El queso es uno de los principales productos agrícolas del mundo. Según la Organización para la Alimentación y la Agricultura (FAO) de las Naciones Unidas, en 2004 se produjeron en el mundo más de 18 millones de toneladas. Esta cantidad es superior a la producción anual de granos de café, hojas de té, granos de cacao y tabaco juntos. El mayor productor de queso es Estados Unidos, que asume un 30 por ciento de la producción mundial, seguido de Alemania y Francia.
En cuanto a las exportaciones, el país con mayor valor monetario de ellas es Francia, seguido de Alemania, que es el mayor en cuanto a cantidad. De los diez mayores países exportadores, sólo Irlanda, Nueva Zelanda, Países Bajos y Australia tienen un mercado mayoritariamente oriental, con un 95, 90, 72 y 65 por ciento de sus producciones exportadas, respectivamente [4] . A pesar de ser Francia el mayor exportador, tan solo un 30 por cien de producción es exportada.

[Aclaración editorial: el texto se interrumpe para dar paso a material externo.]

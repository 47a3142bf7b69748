//! Sweep coordinates and the 81-combination parameter grid
//!
//! Each scenario is addressed by four structural coordinates: the net
//! energy load, the problem access structure, the decision structure, and
//! the energy distribution. Reported coordinate codes are 0-based.

use serde::{Deserialize, Serialize};

use crate::core::types::{ChoiceId, DecisionMakerId, ProblemId};

/// Net energy load the problem population places on the organization
#[derive(Debug, Clone, Copy, PartialEq, Eq, Serialize, Deserialize)]
pub enum EnergyLoad {
    Light,
    Moderate,
    Heavy,
}

impl EnergyLoad {
    pub const ALL: [EnergyLoad; 3] = [EnergyLoad::Light, EnergyLoad::Moderate, EnergyLoad::Heavy];

    /// Reported coordinate code (0..2)
    pub fn code(self) -> u8 {
        match self {
            EnergyLoad::Light => 0,
            EnergyLoad::Moderate => 1,
            EnergyLoad::Heavy => 2,
        }
    }

    /// Energy a single problem demands under this load
    ///
    /// The multiplier is 1, 2 or 3; the reported code is multiplier - 1.
    pub fn problem_energy(self) -> f64 {
        (self.code() as f64 + 1.0) * 1.1
    }
}

/// Which choices a problem may attach to
#[derive(Debug, Clone, Copy, PartialEq, Eq, Serialize, Deserialize)]
pub enum AccessStructure {
    /// Any problem may reach any choice
    Unsegmented,
    /// Problem p reaches choice c when (p - c) <= floor(p / 2)
    Hierarchical,
    /// Problems 2c-1 and 2c reach only choice c
    Specialized,
}

impl AccessStructure {
    pub const ALL: [AccessStructure; 3] = [
        AccessStructure::Unsegmented,
        AccessStructure::Hierarchical,
        AccessStructure::Specialized,
    ];

    pub fn code(self) -> u8 {
        match self {
            AccessStructure::Unsegmented => 0,
            AccessStructure::Hierarchical => 1,
            AccessStructure::Specialized => 2,
        }
    }

    /// Whether the given problem may attach to the given choice
    pub fn admits(self, problem: ProblemId, choice: ChoiceId) -> bool {
        let p = problem.0 as i64;
        let c = choice.0 as i64;
        match self {
            AccessStructure::Unsegmented => true,
            AccessStructure::Hierarchical => p - c <= p / 2,
            AccessStructure::Specialized => p == 2 * c || p + 1 == 2 * c,
        }
    }
}

/// Which choices a decision maker may work on
#[derive(Debug, Clone, Copy, PartialEq, Eq, Serialize, Deserialize)]
pub enum DecisionStructure {
    /// Any decision maker may work on any choice
    Unsegmented,
    /// Decision maker k reaches only choices c >= k
    Hierarchical,
    /// Decision maker k reaches only choice k
    Specialized,
}

impl DecisionStructure {
    pub const ALL: [DecisionStructure; 3] = [
        DecisionStructure::Unsegmented,
        DecisionStructure::Hierarchical,
        DecisionStructure::Specialized,
    ];

    pub fn code(self) -> u8 {
        match self {
            DecisionStructure::Unsegmented => 0,
            DecisionStructure::Hierarchical => 1,
            DecisionStructure::Specialized => 2,
        }
    }

    /// Whether the given decision maker may work on the given choice
    pub fn admits(self, choice: ChoiceId, maker: DecisionMakerId) -> bool {
        match self {
            DecisionStructure::Unsegmented => true,
            DecisionStructure::Hierarchical => choice.0 >= maker.0,
            DecisionStructure::Specialized => maker.0 == choice.0,
        }
    }
}

/// How energy is distributed over the decision makers
///
/// Under the hierarchical decision structure low ids are the senior
/// members, so `Rising` gives the seniors the least energy and `Falling`
/// the most.
#[derive(Debug, Clone, Copy, PartialEq, Eq, Serialize, Deserialize)]
pub enum EnergyDistribution {
    /// Energy k/10, rising with id
    Rising,
    /// Flat 0.55 for everyone
    Uniform,
    /// Energy (11 - k)/10, falling with id
    Falling,
}

impl EnergyDistribution {
    pub const ALL: [EnergyDistribution; 3] = [
        EnergyDistribution::Rising,
        EnergyDistribution::Uniform,
        EnergyDistribution::Falling,
    ];

    pub fn code(self) -> u8 {
        match self {
            EnergyDistribution::Rising => 0,
            EnergyDistribution::Uniform => 1,
            EnergyDistribution::Falling => 2,
        }
    }

    /// Energy the given decision maker can supply in any one period
    pub fn available(self, maker: DecisionMakerId) -> f64 {
        match self {
            EnergyDistribution::Rising => maker.0 as f64 / 10.0,
            EnergyDistribution::Uniform => 0.55,
            EnergyDistribution::Falling => (11.0 - maker.0 as f64) / 10.0,
        }
    }
}

/// The four sweep coordinates addressing one scenario
#[derive(Debug, Clone, Copy, PartialEq, Eq, Serialize, Deserialize)]
pub struct ScenarioCoords {
    pub load: EnergyLoad,
    pub access: AccessStructure,
    pub structure: DecisionStructure,
    pub energy: EnergyDistribution,
}

impl ScenarioCoords {
    /// All 81 coordinate tuples in fixed nested order: load outermost,
    /// then access, then decision structure, then energy distribution.
    pub fn sweep() -> impl Iterator<Item = ScenarioCoords> {
        EnergyLoad::ALL.into_iter().flat_map(|load| {
            AccessStructure::ALL.into_iter().flat_map(move |access| {
                DecisionStructure::ALL.into_iter().flat_map(move |structure| {
                    EnergyDistribution::ALL
                        .into_iter()
                        .map(move |energy| ScenarioCoords {
                            load,
                            access,
                            structure,
                            energy,
                        })
                })
            })
        })
    }
}

#[cfg(test)]
mod tests {
    use super::*;

    #[test]
    fn test_sweep_has_81_combinations_in_order() {
        let all: Vec<ScenarioCoords> = ScenarioCoords::sweep().collect();
        assert_eq!(all.len(), 81);
        assert_eq!(
            all[0],
            ScenarioCoords {
                load: EnergyLoad::Light,
                access: AccessStructure::Unsegmented,
                structure: DecisionStructure::Unsegmented,
                energy: EnergyDistribution::Rising,
            }
        );
        // Innermost coordinate varies first
        assert_eq!(all[1].energy, EnergyDistribution::Uniform);
        assert_eq!(all[1].load, EnergyLoad::Light);
        // Outermost coordinate varies last
        assert_eq!(all[80].load, EnergyLoad::Heavy);
        assert_eq!(all[80].energy, EnergyDistribution::Falling);
    }

    #[test]
    fn test_problem_energy_by_load() {
        assert!((EnergyLoad::Light.problem_energy() - 1.1).abs() < 1e-12);
        assert!((EnergyLoad::Moderate.problem_energy() - 2.2).abs() < 1e-12);
        assert!((EnergyLoad::Heavy.problem_energy() - 3.3).abs() < 1e-12);
    }

    #[test]
    fn test_hierarchical_access_pattern() {
        let access = AccessStructure::Hierarchical;
        // Problem 1: 1 - c <= 0 holds for every choice
        for choice in ChoiceId::all() {
            assert!(access.admits(ProblemId(1), choice));
        }
        // Problem 10 reaches choices 5..=10 (10 - c <= 5)
        assert!(!access.admits(ProblemId(10), ChoiceId(4)));
        assert!(access.admits(ProblemId(10), ChoiceId(5)));
        // Problem 20 reaches choices 10 down to 20 - 10
        assert!(access.admits(ProblemId(20), ChoiceId(10)));
    }

    #[test]
    fn test_specialized_access_pairs_problems() {
        let access = AccessStructure::Specialized;
        for choice in ChoiceId::all() {
            for problem in ProblemId::all() {
                let expected =
                    problem.0 == 2 * choice.0 || problem.0 + 1 == 2 * choice.0;
                assert_eq!(access.admits(problem, choice), expected);
            }
        }
        // Choice 3 serves exactly problems 5 and 6
        assert!(access.admits(ProblemId(5), ChoiceId(3)));
        assert!(access.admits(ProblemId(6), ChoiceId(3)));
        assert!(!access.admits(ProblemId(7), ChoiceId(3)));
    }

    #[test]
    fn test_decision_structure_patterns() {
        let hierarchy = DecisionStructure::Hierarchical;
        assert!(hierarchy.admits(ChoiceId(5), DecisionMakerId(5)));
        assert!(hierarchy.admits(ChoiceId(10), DecisionMakerId(1)));
        assert!(!hierarchy.admits(ChoiceId(1), DecisionMakerId(2)));

        let specialized = DecisionStructure::Specialized;
        assert!(specialized.admits(ChoiceId(4), DecisionMakerId(4)));
        assert!(!specialized.admits(ChoiceId(4), DecisionMakerId(5)));
    }

    #[test]
    fn test_energy_distribution_values() {
        assert!((EnergyDistribution::Rising.available(DecisionMakerId(1)) - 0.1).abs() < 1e-12);
        assert!((EnergyDistribution::Rising.available(DecisionMakerId(10)) - 1.0).abs() < 1e-12);
        for maker in DecisionMakerId::all() {
            assert!((EnergyDistribution::Uniform.available(maker) - 0.55).abs() < 1e-12);
        }
        assert!((EnergyDistribution::Falling.available(DecisionMakerId(1)) - 1.0).abs() < 1e-12);
        assert!((EnergyDistribution::Falling.available(DecisionMakerId(10)) - 0.1).abs() < 1e-12);
    }
}
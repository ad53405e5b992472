use async_trait::async_trait;
use papaya::HashMap as PapayaMap;
use std::collections::HashMap;
use std::sync::Arc;
use tokio::sync::RwLock;
use uuid::Uuid;

use crate::Result;
use crate::error::FormSchemaError;
use crate::storage::{ClobStorage, FormMetadata, FormRecord, FormResource, FormStore};

/// In-memory clobdata store. Value references are generated v4 uuids.
#[derive(Debug, Default)]
pub struct MemoryClobStorage {
    clobs: PapayaMap<String, String>,
}

impl MemoryClobStorage {
    pub fn new() -> Self {
        Self::default()
    }

    pub fn len(&self) -> usize {
        self.clobs.len()
    }

    pub fn is_empty(&self) -> bool {
        self.clobs.is_empty()
    }
}

#[async_trait]
impl ClobStorage for MemoryClobStorage {
    async fn store(&self, content: String) -> Result<String> {
        let value_reference = Uuid::new_v4().to_string();
        let guard = self.clobs.pin();
        guard.insert(value_reference.clone(), content);
        tracing::debug!(value_reference = %value_reference, "stored clob");
        Ok(value_reference)
    }

    async fn fetch(&self, value_reference: &str) -> Result<Option<String>> {
        let guard = self.clobs.pin();
        Ok(guard.get(value_reference).cloned())
    }

    async fn delete(&self, value_reference: &str) -> Result<bool> {
        let guard = self.clobs.pin();
        Ok(guard.remove(value_reference).is_some())
    }

    async fn contains(&self, value_reference: &str) -> Result<bool> {
        let guard = self.clobs.pin();
        Ok(guard.contains_key(value_reference))
    }

    async fn list(&self) -> Result<Vec<String>> {
        let guard = self.clobs.pin();
        Ok(guard.keys().cloned().collect())
    }
}

/// In-memory form metadata/resource records.
#[derive(Debug, Default)]
pub struct MemoryFormStore {
    forms: Arc<RwLock<HashMap<String, FormRecord>>>,
}

impl MemoryFormStore {
    pub fn new() -> Self {
        Self::default()
    }

    pub async fn len(&self) -> usize {
        self.forms.read().await.len()
    }
}

#[async_trait]
impl FormStore for MemoryFormStore {
    async fn create_form(&self, metadata: FormMetadata) -> Result<String> {
        let uuid = Uuid::new_v4().to_string();
        let mut forms = self.forms.write().await;
        tracing::debug!(form = %metadata.name, uuid = %uuid, "created form record");
        forms.insert(
            uuid.clone(),
            FormRecord {
                uuid: uuid.clone(),
                metadata,
                resources: HashMap::new(),
            },
        );
        Ok(uuid)
    }

    async fn get_form(&self, form_uuid: &str) -> Result<Option<FormRecord>> {
        let forms = self.forms.read().await;
        Ok(forms.get(form_uuid).cloned())
    }

    async fn list_forms(&self) -> Result<Vec<FormRecord>> {
        let forms = self.forms.read().await;
        Ok(forms.values().cloned().collect())
    }

    async fn attach_resource(&self, form_uuid: &str, resource: FormResource) -> Result<String> {
        let mut forms = self.forms.write().await;
        let form = forms
            .get_mut(form_uuid)
            .ok_or_else(|| FormSchemaError::storage(format!("no form with uuid {form_uuid}")))?;
        let resource_uuid = Uuid::new_v4().to_string();
        form.resources.insert(resource_uuid.clone(), resource);
        Ok(resource_uuid)
    }

    async fn delete_resource(&self, form_uuid: &str, resource_uuid: &str) -> Result<bool> {
        let mut forms = self.forms.write().await;
        let form = forms
            .get_mut(form_uuid)
            .ok_or_else(|| FormSchemaError::storage(format!("no form with uuid {form_uuid}")))?;
        Ok(form.resources.remove(resource_uuid).is_some())
    }

    async fn set_published(&self, form_uuid: &str, published: bool) -> Result<()> {
        let mut forms = self.forms.write().await;
        let form = forms
            .get_mut(form_uuid)
            .ok_or_else(|| FormSchemaError::storage(format!("no form with uuid {form_uuid}")))?;
        form.metadata.published = published;
        tracing::debug!(uuid = %form_uuid, published, "toggled publish state");
        Ok(())
    }

    async fn delete_form(&self, form_uuid: &str) -> Result<bool> {
        let mut forms = self.forms.write().await;
        Ok(forms.remove(form_uuid).is_some())
    }
}

impl Clone for MemoryFormStore {
    fn clone(&self) -> Self {
        Self {
            forms: Arc::clone(&self.forms),
        }
    }
}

Y la de los Estados Unidos, el mayor productor, es prácticamente despreciable, ya que la mayor parte de su producción es para el mercado doméstico. Los países que más queso importan son Alemania, Reino Unido e Italia, por este orden [5] .
En el consumo por persona, Grecia se encuentra en el primer puesto del ranking mundial, con 27,3 kg de media consumidos por habitante (el queso feta suma tres cuartos del consumo total). Francia es el segundo consumidor mundial, con unos 24 kg por persona, y los quesos emmental y camembert son sus quesos más comunes. En tercera posición se encuentra Italia, con 22,9 kg por persona. En los Estados Unidos el consumo se está incrementando rápidamente, habiéndose triplicado prácticamente entre 1970 y 2003. El consumo por habitante alcanzó en 2003 los 14,1 kg, siendo la mozzarella (ingrediente básico de la pizza) el queso favorito de los estadounidenses, con un tercio del total consumido.